Touring “Chorus Line” glittering, but gilded

The production, at the Milwaukee Theatre this weekend, shines bright, but it's hard to ignore its flaws.

By - Jan 6th, 2013 04:00 am

The Milwaukee Theatre hosted the national tour of “A Chorus Line” this weekend.

I can say I liked seeing the national tour of A Chorus Line at the Milwaukee Theatre, but I wish I didn’t have to say it so begrudgingly.

It’s not that the production fails in re-executing Michael Bennett’s Tony- and Pulitzer-winning musical, which depicts the struggle of 17 dancers to earn one of eight spots in the chorus of a new musical. Tour director Baayork Lee, an original cast member, has staged the musical as a point-by-point recreation of the Broadway production. Her staging hits almost all of the show’s emotional touchstones with the expected force.

But it works only from a broad, overarching perspective: taken as a whole, it’s a suitable tribute to one of the most significant shows in musical theater. But look at any particular piece of the show too hard, and more often than not it’s gilded, not golden.

Take the dancing, which obviously had to be stellar. And it was. Sometimes. Most of the big group numbers worked (the tableaux from “Hello Twelve, Hello Thirteen, Hello Love” particularly stood out). And the dancers pulled off the impressive trick of dancing just a little off on purpose in the rehearsal numbers, to make them look like rehearsals. But Cassie’s (Sophie Menas) big dance number, “The Music and the Mirror” – you know, the one where she wants to prove she deserves to be in the chorus – made me wonder if the intent was to bore on purpose, to show us she really isn’t the star Zach (Jeremiah Ginn) thinks she is.

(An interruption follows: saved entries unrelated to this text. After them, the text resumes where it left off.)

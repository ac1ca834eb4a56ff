//! Turns pack records into tracker issues.
//!
//! V1 and V2 bodies are assembled from optional sections in a fixed order:
//! Problem, Proposed solution, Acceptance criteria, Test plan, Metadata. A
//! section appears only when its source field is non-empty. V2M bodies are
//! already rendered and only gain a Dependencies section. Every body ends with
//! a provenance footer naming the pack and source key.

mod normalized;

pub use normalized::NormalizedIssue;

use crate::packs::{CompactRecord, KeyedRecord, Pack};
use crate::types::{non_empty, non_empty_joined};

const UNKNOWN_KEY: &str = "UNKNOWN";
const UNTITLED: &str = "No title";

/// Builds the body of a V1 record.
#[must_use]
pub fn build_body_v1(record: &KeyedRecord) -> String {
    build_sectioned_body(Pack::V1, record, false)
}

/// Builds the body of a V2 record, including its repository alignment metadata.
#[must_use]
pub fn build_body_v2(record: &KeyedRecord) -> String {
    build_sectioned_body(Pack::V2, record, true)
}

/// Builds the body of a V2M record.
///
/// Dependency lines are only added when the body doesn't already mention them.
#[must_use]
pub fn build_body_v2m(record: &CompactRecord) -> String {
    let mut body = record.body.clone().unwrap_or_default();

    let mut meta = Vec::new();
    if let Some(blocked) = non_empty_joined(record.blocked_by.as_ref()) {
        if !body.contains("Blocked By") {
            meta.push(format!("**Blocked By:** {blocked}"));
        }
    }
    if let Some(blocks) = non_empty_joined(record.blocks.as_ref()) {
        if !body.contains("Blocks:") {
            meta.push(format!("**Blocks:** {blocks}"));
        }
    }
    if !meta.is_empty() {
        body.push_str("\n\n## Dependencies\n\n");
        body.push_str(&meta.join("\n"));
    }

    let id = record
        .id
        .as_ref()
        .map(ToString::to_string)
        .unwrap_or_default();
    body.push_str("\n\n");
    body.push_str(&footer(Pack::V2M, &id));
    body
}

/// Normalizes a V1 or V2 record.
///
/// Only V1 bodies omit the repository alignment metadata.
#[must_use]
pub fn normalize_keyed(pack: Pack, record: &KeyedRecord) -> NormalizedIssue {
    let body = build_sectioned_body(pack, record, pack != Pack::V1);
    normalize(
        pack,
        record.key.as_deref(),
        record.title.as_deref(),
        body,
        &record.labels,
        record.milestone.as_deref(),
    )
}

/// Normalizes a V2M record.
#[must_use]
pub fn normalize_compact(record: &CompactRecord) -> NormalizedIssue {
    let id = record.id.as_ref().map(ToString::to_string);
    normalize(
        Pack::V2M,
        id.as_deref(),
        record.title.as_deref(),
        build_body_v2m(record),
        &record.labels,
        record.milestone.as_deref(),
    )
}

fn normalize(
    pack: Pack,
    key: Option<&str>,
    title: Option<&str>,
    body: String,
    record_labels: &[String],
    milestone: Option<&str>,
) -> NormalizedIssue {
    let key = non_empty(key).unwrap_or(UNKNOWN_KEY).to_string();
    let title = pack.prefixed(&format!("{key} {}", title.unwrap_or(UNTITLED)));

    let mut labels: Vec<String> = Vec::with_capacity(record_labels.len() + 1);
    for label in record_labels.iter().cloned().chain([pack.source_label()]) {
        if !labels.contains(&label) {
            labels.push(label);
        }
    }

    NormalizedIssue {
        pack,
        key,
        title,
        body,
        labels,
        milestone: non_empty(milestone).map(|m| pack.prefixed(m)),
    }
}

fn build_sectioned_body(pack: Pack, record: &KeyedRecord, with_alignment: bool) -> String {
    let mut parts = Vec::new();

    let sections = [
        ("Problem", &record.problem),
        ("Proposed solution", &record.solution),
        ("Acceptance criteria", &record.acceptance_criteria),
        ("Test plan", &record.test_plan),
    ];
    for (heading, text) in sections {
        if let Some(text) = non_empty(text.as_deref()) {
            parts.push(format!("## {heading}\n\n{text}"));
        }
    }

    let mut meta = Vec::new();
    if let Some(deps) = non_empty_joined(record.depends_on.as_ref()) {
        meta.push(format!("**Depends on:** {deps}"));
    }
    if with_alignment {
        if let Some(alignment) = non_empty(record.repo_alignment.as_deref()) {
            meta.push(format!("**Repo alignment:** {alignment}"));
        }
        if let Some(paths) = non_empty_joined(record.repo_paths.as_ref()) {
            meta.push(format!("**Repo paths:** {paths}"));
        }
        if let Some(refs) = non_empty_joined(record.spec_refs.as_ref()) {
            meta.push(format!("**Spec refs:** {refs}"));
        }
    }
    if let Some(notes) = non_empty(record.notes.as_deref()) {
        meta.push(format!("**Notes:** {notes}"));
    }
    if !meta.is_empty() {
        parts.push(format!("## Metadata\n\n{}", meta.join("\n")));
    }

    // The footer part starts with its own newline, so it sits two blank lines down.
    parts.push(format!("\n{}", footer(pack, record.key.as_deref().unwrap_or_default())));
    parts.join("\n\n")
}

fn footer(pack: Pack, key: &str) -> String {
    format!("---\n*Source: {pack} `{key}`*")
}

Vocally, the show was just as uneven. Any time the chorus sang collectively, I held my breath, hoping for moments united in harmony, which occurred in “One” and, mercifully, “What I Did for Love.” More often, we got nightmarish dissonance with a side of static, thanks to at least one malfunctioning mike channel.  Sloppy audio mixing caused problems throughout. The accompaniment occasionally drowned out the cast. Zach – offstage for much of the show – was miked at two or three times volume while speaking to the cast, which frankly just got obnoxious.

But the moments when dancers stepped out of the line rang true. “At the Ballet” was strong enough as a solo bit by Brooke Morrison (Sheila), but it became transcendent when Bonnie Kelly (Bebe) and Bronwyn Tarboton (Maggie) joined her. Aisling Halpin (Val) was a knockout in the infamous “Dance: Ten; Looks: Three (Tits and Ass),” the show’s paean to plastic surgery. And Ashley Klinger and Nick Varricchio (married couple Kristine and Al) delivered a performance of “Sing!” that was exactly as manic, grating and adorable as it should have been.

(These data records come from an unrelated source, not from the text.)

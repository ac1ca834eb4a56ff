//! Runner error types.

/// Fatal errors that abort a run.
///
/// Per-item tracker failures are never errors; they are counted in the
/// run's summary.
#[derive(Debug, thiserror::Error)]
pub enum RunnerError {
    /// Configuration loading errors.
    #[error(transparent)]
    Config(#[from] crate::config::ConfigError),

    /// An input pack could not be loaded.
    #[error(transparent)]
    Pack(#[from] crate::packs::PackError),

    /// The cross-reference mapping or its labels could not be prepared.
    #[error(transparent)]
    CrossRef(#[from] crate::crossref::CrossRefError),

    /// Existing issues could not be listed for a safe rerun.
    #[error(transparent)]
    Issue(#[from] crate::issues::IssueError),
}
//! Orchestrates the two migration jobs.
//!
//! Both jobs run strictly in phases: create the containers (labels,
//! milestones), then populate or link, then report. Inputs are loaded and
//! validated before the first tracker call.

mod config;
mod crossref;
mod error;
mod import;

pub use config::RunnerConfig;
pub use error::RunnerError;
pub use import::{collect_labels, collect_milestones, load_packs, ImportSources, PackIssues};

use crate::crossref::CrossRefMapping;
use crate::rate_limit::RateLimiter;
use crate::summary::{CrossRefSummary, ImportSummary};
use crate::tracker::{DryRunCli, GhCli, Tracker, TrackerCli};
use std::path::Path;
use std::sync::Arc;
use std::time::Duration;
use tracing::info;

/// Runs the importer and the cross-reference labeler against one repository.
pub struct Runner {
    config: RunnerConfig,
    cli: Arc<dyn TrackerCli>,
}

impl Runner {
    /// Builds a runner driving `cli`. In dry-run mode `cli` only sees read-only calls.
    pub fn new(config: RunnerConfig, cli: Arc<dyn TrackerCli>) -> Self {
        let cli: Arc<dyn TrackerCli> = if config.dry_run() {
            Arc::new(DryRunCli::new(cli))
        } else {
            cli
        };
        Self { config, cli }
    }

    /// Builds a runner driving the configured tracker program.
    pub fn with_gh(config: RunnerConfig) -> Self {
        let cli = Arc::new(GhCli::new(config.migrator().program.clone()));
        Self::new(config, cli)
    }

    /// Imports the three packs: labels, milestones, then issues for V1, V2 and V2M.
    ///
    /// # Errors
    ///
    /// Returns [`RunnerError`] if a pack can't be loaded or, with skip-existing
    /// enabled, existing issues can't be listed. Per-issue failures are counted
    /// in the summary instead.
    pub async fn import(&self, sources: &ImportSources) -> Result<ImportSummary, RunnerError> {
        let packs = load_packs(sources)?;
        let tracker = self.tracker(self.config.migrator().import_delay);
        info!(repo = %tracker.repo(), dry_run = self.config.dry_run(), "Starting import");
        import::run_import(&self.config, &tracker, &packs).await
    }

    /// Creates one label per meta-issue in the mapping and applies it to the listed issues.
    ///
    /// # Errors
    ///
    /// Returns [`RunnerError`] if the mapping can't be loaded or a label can't
    /// be rendered. Per-issue failures are counted in the summary instead.
    pub async fn apply_crossrefs(
        &self,
        mapping_path: &Path,
    ) -> Result<CrossRefSummary, RunnerError> {
        let mapping = CrossRefMapping::load(mapping_path)?;
        info!(
            path = %mapping_path.display(),
            meta_issues = mapping.entries().len(),
            "Loaded cross-reference mapping"
        );
        let tracker = self.tracker(self.config.migrator().crossref_delay);
        crossref::run_crossrefs(&self.config, &tracker, &mapping).await
    }

    fn tracker(&self, delay: Duration) -> Tracker {
        let settings = self.config.migrator();
        Tracker::new(
            self.cli.clone(),
            settings.repo.clone(),
            RateLimiter::new(delay),
            settings.retry.clone(),
        )
    }
}
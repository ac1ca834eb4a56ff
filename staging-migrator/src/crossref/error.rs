//! Cross-reference error types.

use thiserror::Error;

/// Errors that stop the cross-reference job before labels are applied.
#[derive(Debug, Error)]
pub enum CrossRefError {
    /// Failed to read the mapping file.
    #[error("Failed to read mapping file '{path}': {source}")]
    IoError {
        path: String,
        #[source]
        source: std::io::Error,
    },

    /// The mapping is not a JSON object of arrays.
    #[error("Failed to parse mapping file '{path}': {source}")]
    JsonError {
        path: String,
        #[source]
        source: serde_json::Error,
    },

    /// A mapping key is not a meta-issue number.
    #[error("Mapping key '{key}' is not a meta-issue number")]
    InvalidKey { key: String },

    /// A label name or description could not be rendered.
    #[error(transparent)]
    Template(#[from] crate::templates::TemplateError),
}
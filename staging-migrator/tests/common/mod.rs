#![allow(dead_code)]

use async_trait::async_trait;
use staging_migrator::{CommandOutput, InvokeError, TrackerCli};
use std::path::PathBuf;
use std::sync::Mutex;

pub fn fixtures_root() -> PathBuf {
    PathBuf::from(env!("CARGO_MANIFEST_DIR")).join("tests/fixtures")
}

type Responder = Box<dyn Fn(&[String]) -> CommandOutput + Send + Sync>;

/// Records tracker invocations and answers them from a closure.
pub struct FakeTracker {
    responder: Responder,
    calls: Mutex<Vec<Vec<String>>>,
    bodies: Mutex<Vec<String>>,
}

impl FakeTracker {
    pub fn new(responder: impl Fn(&[String]) -> CommandOutput + Send + Sync + 'static) -> Self {
        Self {
            responder: Box::new(responder),
            calls: Mutex::new(Vec::new()),
            bodies: Mutex::new(Vec::new()),
        }
    }

    pub fn succeeding() -> Self {
        Self::new(|_| CommandOutput::ok("https://github.com/acme/staging/issues/1\n"))
    }

    pub fn calls(&self) -> Vec<Vec<String>> {
        self.calls.lock().unwrap().clone()
    }

    pub fn bodies(&self) -> Vec<String> {
        self.bodies.lock().unwrap().clone()
    }

    pub fn calls_to(&self, group: &str, verb: &str) -> Vec<Vec<String>> {
        self.calls()
            .into_iter()
            .filter(|args| args.len() >= 2 && args[0] == group && args[1] == verb)
            .collect()
    }
}

#[async_trait]
impl TrackerCli for FakeTracker {
    async fn run(&self, args: &[String]) -> Result<CommandOutput, InvokeError> {
        if let Some(pos) = args.iter().position(|a| a == "--body-file") {
            let body = std::fs::read_to_string(&args[pos + 1]).unwrap_or_default();
            self.bodies.lock().unwrap().push(body);
        }
        self.calls.lock().unwrap().push(args.to_vec());
        Ok((self.responder)(args))
    }
}

pub fn flag_value<'a>(args: &'a [String], flag: &str) -> Option<&'a str> {
    args.iter()
        .position(|a| a == flag)
        .and_then(|pos| args.get(pos + 1))
        .map(String::as_str)
}

pub fn flag_values<'a>(args: &'a [String], flag: &str) -> Vec<&'a str> {
    args.windows(2)
        .filter(|pair| pair[0] == flag)
        .map(|pair| pair[1].as_str())
        .collect()
}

Weighed after the fact, these good elements shouldn’t be quite enough to push A Chorus Line over the top. But they do. A string of little moments pierced enough to make you overlook the flaws. There’s Paul’s painfully raw monologue about performing in drag shows and discovering his masculinity, done with understated force by Alexander Cruz. Menas’ stricken but driven expression as Zach deliberately berates Cassie to force her to try to break away from the chorus again. Lauren Nicole Alaimo’s fiery spirit as Diana, and the look on her face when Zach changes his mind about which line she should be in and her world shatters in an instant.

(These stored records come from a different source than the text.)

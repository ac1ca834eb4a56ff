//! Label and milestone provisioning.
//!
//! Containers are created before anything references them. An item that
//! already exists is a tolerated outcome; any other failure is logged and
//! counted but never stops the run.

mod report;

pub use report::ProvisionReport;

use crate::tracker::{CallOutcome, CommandOutput, InvokeError, Tracker};
use std::collections::HashSet;
use tracing::{info, warn};

/// A label to create.
#[derive(Debug, Clone, PartialEq, Eq)]
pub struct LabelSpec {
    pub name: String,
    /// Six digit hex color, without `#`.
    pub color: String,
    pub description: Option<String>,
}

/// Result of creating one label or milestone.
#[derive(Debug, Clone, PartialEq, Eq)]
pub enum ProvisionOutcome {
    Created,
    AlreadyExists,
    Failed {
        /// Error excerpt.
        error: String,
    },
}

impl ProvisionOutcome {
    fn from_result(result: Result<CommandOutput, InvokeError>, excerpt_len: usize) -> Self {
        match result {
            Ok(output) => match output.outcome() {
                CallOutcome::Success => Self::Created,
                CallOutcome::AlreadyExists => Self::AlreadyExists,
                CallOutcome::RateLimited | CallOutcome::Failed => Self::Failed {
                    error: output.stderr_excerpt(excerpt_len),
                },
            },
            Err(e) => Self::Failed {
                error: e.to_string(),
            },
        }
    }

    fn as_str(&self) -> &'static str {
        match self {
            Self::Created => "OK",
            Self::AlreadyExists => "EXISTS",
            Self::Failed { .. } => "FAIL",
        }
    }
}

/// Creates labels and milestones through a [`Tracker`].
pub struct Provisioner<'a> {
    tracker: &'a Tracker,
    progress_every: usize,
    excerpt_len: usize,
}

impl<'a> Provisioner<'a> {
    /// Creates a provisioner logging a progress line every `progress_every` labels.
    #[must_use]
    pub fn new(tracker: &'a Tracker, progress_every: usize, excerpt_len: usize) -> Self {
        Self {
            tracker,
            progress_every: progress_every.max(1),
            excerpt_len,
        }
    }

    /// Creates each label once, in the given order. Repeated names are skipped.
    pub async fn ensure_labels(&self, labels: &[LabelSpec]) -> ProvisionReport {
        let mut seen = HashSet::new();
        let unique: Vec<&LabelSpec> = labels
            .iter()
            .filter(|label| seen.insert(label.name.as_str()))
            .collect();

        let mut report = ProvisionReport {
            requested: unique.len(),
            ..Default::default()
        };
        info!("=== Creating {} labels ===", unique.len());

        for (i, label) in unique.iter().enumerate() {
            let result = self
                .tracker
                .create_label(&label.name, &label.color, label.description.as_deref())
                .await;
            let outcome = ProvisionOutcome::from_result(result, self.excerpt_len);
            report.record(&outcome);

            if let ProvisionOutcome::Failed { error } = &outcome {
                warn!(label = %label.name, error = %error, "Label creation failed");
            }
            if (i + 1) % self.progress_every == 0 {
                info!(
                    "  [{}/{}] {}: {}",
                    i + 1,
                    unique.len(),
                    outcome.as_str(),
                    label.name
                );
            }
        }

        info!(
            created = report.created,
            existing = report.existing,
            failed = report.failed,
            available = report.available(),
            "  Done: {} labels processed",
            report.requested
        );
        report
    }

    /// Creates each milestone once, in the given order, logging every outcome.
    pub async fn ensure_milestones<'t>(
        &self,
        titles: impl IntoIterator<Item = &'t str>,
    ) -> ProvisionReport {
        let mut seen = HashSet::new();
        let unique: Vec<&str> = titles.into_iter().filter(|t| seen.insert(*t)).collect();

        let mut report = ProvisionReport {
            requested: unique.len(),
            ..Default::default()
        };
        info!("=== Creating {} milestones ===", unique.len());

        for title in unique {
            let result = self.tracker.create_milestone(title).await;
            let outcome = ProvisionOutcome::from_result(result, self.excerpt_len);
            report.record(&outcome);

            match &outcome {
                ProvisionOutcome::Failed { error } => {
                    warn!(milestone = %title, error = %error, "  FAIL: {title}");
                }
                _ => info!("  {}: {title}", outcome.as_str()),
            }
        }

        info!(
            available = report.available(),
            failed = report.failed,
            "  Done: {} milestones processed",
            report.requested
        );
        report
    }
}
//! Configuration error types.

use thiserror::Error;

/// Errors that can occur while loading or validating configuration.
#[derive(Debug, Error)]
pub enum ConfigError {
    /// Failed to read a file.
    #[error("Failed to read file '{path}': {source}")]
    IoError {
        path: String,
        #[source]
        source: std::io::Error,
    },

    /// Failed to parse TOML content.
    #[error("Failed to parse config file '{path}': {source}")]
    TomlError {
        path: String,
        #[source]
        source: toml::de::Error,
    },

    /// A value failed validation.
    #[error("Invalid value for '{field}': {message}")]
    ValidationError { field: String, message: String },
}
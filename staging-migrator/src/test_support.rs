//! Fakes shared by unit tests.

use crate::tracker::{CommandOutput, InvokeError, TrackerCli};
use async_trait::async_trait;
use std::sync::Mutex;

type Responder = Box<dyn Fn(&[String]) -> CommandOutput + Send + Sync>;

/// Tracker CLI fake that records every invocation and answers from a closure.
///
/// The contents of any `--body-file` are captured at call time, since the
/// file is removed once the call returns.
pub(crate) struct RecordingCli {
    responder: Responder,
    calls: Mutex<Vec<Vec<String>>>,
    bodies: Mutex<Vec<String>>,
}

impl RecordingCli {
    pub(crate) fn new(
        responder: impl Fn(&[String]) -> CommandOutput + Send + Sync + 'static,
    ) -> Self {
        Self {
            responder: Box::new(responder),
            calls: Mutex::new(Vec::new()),
            bodies: Mutex::new(Vec::new()),
        }
    }

    /// Every call succeeds and prints a fake issue URL.
    pub(crate) fn succeeding() -> Self {
        Self::new(|_| CommandOutput::ok("https://github.com/acme/staging/issues/1\n"))
    }

    pub(crate) fn calls(&self) -> Vec<Vec<String>> {
        self.calls.lock().unwrap().clone()
    }

    pub(crate) fn bodies(&self) -> Vec<String> {
        self.bodies.lock().unwrap().clone()
    }

    /// Calls whose first two arguments are `group verb`.
    pub(crate) fn calls_to(&self, group: &str, verb: &str) -> Vec<Vec<String>> {
        self.calls()
            .into_iter()
            .filter(|args| args.len() >= 2 && args[0] == group && args[1] == verb)
            .collect()
    }
}

#[async_trait]
impl TrackerCli for RecordingCli {
    async fn run(&self, args: &[String]) -> Result<CommandOutput, InvokeError> {
        if let Some(pos) = args.iter().position(|a| a == "--body-file") {
            let body = std::fs::read_to_string(&args[pos + 1]).unwrap_or_default();
            self.bodies.lock().unwrap().push(body);
        }
        self.calls.lock().unwrap().push(args.to_vec());
        Ok((self.responder)(args))
    }
}

/// Value following `flag` in an argument list.
pub(crate) fn flag_value<'a>(args: &'a [String], flag: &str) -> Option<&'a str> {
    args.iter()
        .position(|a| a == flag)
        .and_then(|pos| args.get(pos + 1))
        .map(String::as_str)
}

So yeah, I liked A Chorus Line. It isn’t a production that has everything a tour for a show of this stature should have. But it is traveling with the heart of the show. That’s just enough.

Ed. Note: A prior version of this review mistakenly identified the actress playing the role of Cassie. Sophie Menas, not Caley Crawford, played the role both nights of the Milwaukee run. TCD regrets the erros, which have been corrected above.